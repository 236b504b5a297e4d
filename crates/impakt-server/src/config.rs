//! Server configuration.

use impakt_settings::ServerSettings;

/// Configuration for the HTTP listener.
#[derive(Clone, Debug, PartialEq, Eq)]
pub struct ServerConfig {
    /// Host to bind (default `"0.0.0.0"`).
    pub host: String,
    /// Port to bind (default `8080`, `0` to auto-assign).
    pub port: u16,
    /// Allowed CORS origin; any origin when `None`.
    pub cors_origin: Option<String>,
}

impl ServerConfig {
    /// `host:port` as passed to the listener.
    pub fn bind_addr(&self) -> String {
        format!("{}:{}", self.host, self.port)
    }
}

impl Default for ServerConfig {
    fn default() -> Self {
        Self {
            host: "0.0.0.0".into(),
            port: 8080,
            cors_origin: None,
        }
    }
}

impl From<&ServerSettings> for ServerConfig {
    fn from(settings: &ServerSettings) -> Self {
        Self {
            host: settings.host.clone(),
            port: settings.port,
            cors_origin: settings.cors_origin.clone(),
        }
    }
}
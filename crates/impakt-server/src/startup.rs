//! Opening the pool and applying migrations from async code.
//!
//! Both block, and the sync Postgres client drives its own runtime, so they
//! run on the blocking pool rather than on a Tokio worker.

use impakt_store::{Database, DatabaseConfig, StoreError, latest_version, run_migrations};
use thiserror::Error;
use tokio::task::JoinError;
use tracing::{info, warn};

/// Errors raised while preparing the database.
#[derive(Debug, Error)]
pub enum StartupError {
    /// The store rejected the operation.
    #[error(transparent)]
    Store(#[from] StoreError),

    /// The blocking task panicked or was cancelled.
    #[error("database startup task failed: {0}")]
    Task(#[from] JoinError),
}

/// Build the pool described by `config`.
pub async fn connect(config: DatabaseConfig) -> Result<Database, StartupError> {
    let db = tokio::task::spawn_blocking(move || Database::connect(&config)).await??;
    Ok(db)
}

/// Apply pending migrations. Returns how many were applied.
pub async fn migrate(db: &Database) -> Result<u32, StartupError> {
    let db = db.clone();
    let latest = latest_version(db.dialect());
    let applied = tokio::task::spawn_blocking(move || {
        let mut session = db.session()?;
        run_migrations(&mut session)
    })
    .await??;
    info!(applied, latest, "schema up to date");
    Ok(applied)
}

/// Release a pool handle off the async workers.
///
/// Dropping the last handle closes every pooled connection, which blocks for
/// Postgres clients.
pub async fn close(db: Database) {
    if let Err(e) = tokio::task::spawn_blocking(move || drop(db)).await {
        warn!(error = %e, "closing the database pool failed");
    }
}

// ─────────────────────────────────────────────────────────────────────────────
// Tests
// ─────────────────────────────────────────────────────────────────────────────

=== How to complete this task ===
Every line from the first through the one containing "many were applied." in the listing above must be given again exactly, with nothing else alongside.

=== Exercise output ===
repository 236b504b5a297e4d
filename crates/impakt-server/src/config.rs
//! Server configuration.

use impakt_settings::ServerSettings;

/// Configuration for the HTTP listener.
#[derive(Clone, Debug, PartialEq, Eq)]
pub struct ServerConfig {
    /// Host to bind (default `"0.0.0.0"`).
    pub host: String,
    /// Port to bind (default `8080`, `0` to auto-assign).
    pub port: u16,
    /// Allowed CORS origin; any origin when `None`.
    pub cors_origin: Option<String>,
}

impl ServerConfig {
    /// `host:port` as passed to the listener.
    pub fn bind_addr(&self) -> String {
        format!("{}:{}", self.host, self.port)
    }
}

impl Default for ServerConfig {
    fn default() -> Self {
        Self {
            host: "0.0.0.0".into(),
            port: 8080,
            cors_origin: None,
        }
    }
}

impl From<&ServerSettings> for ServerConfig {
    fn from(settings: &ServerSettings) -> Self {
        Self {
            host: settings.host.clone(),
            port: settings.port,
            cors_origin: settings.cors_origin.clone(),
        }
    }
}
filename crates/impakt-server/src/startup.rs
//! Opening the pool and applying migrations from async code.
//!
//! Both block, and the sync Postgres client drives its own runtime, so they
//! run on the blocking pool rather than on a Tokio worker.

use impakt_store::{Database, DatabaseConfig, StoreError, latest_version, run_migrations};
use thiserror::Error;
use tokio::task::JoinError;
use tracing::{info, warn};

/// Errors raised while preparing the database.
#[derive(Debug, Error)]
pub enum StartupError {
    /// The store rejected the operation.
    #[error(transparent)]
    Store(#[from] StoreError),

    /// The blocking task panicked or was cancelled.
    #[error("database startup task failed: {0}")]
    Task(#[from] JoinError),
}

/// Build the pool described by `config`.
pub async fn connect(config: DatabaseConfig) -> Result<Database, StartupError> {
    let db = tokio::task::spawn_blocking(move || Database::connect(&config)).await??;
    Ok(db)
}

/// Apply pending migrations. Returns how many were applied.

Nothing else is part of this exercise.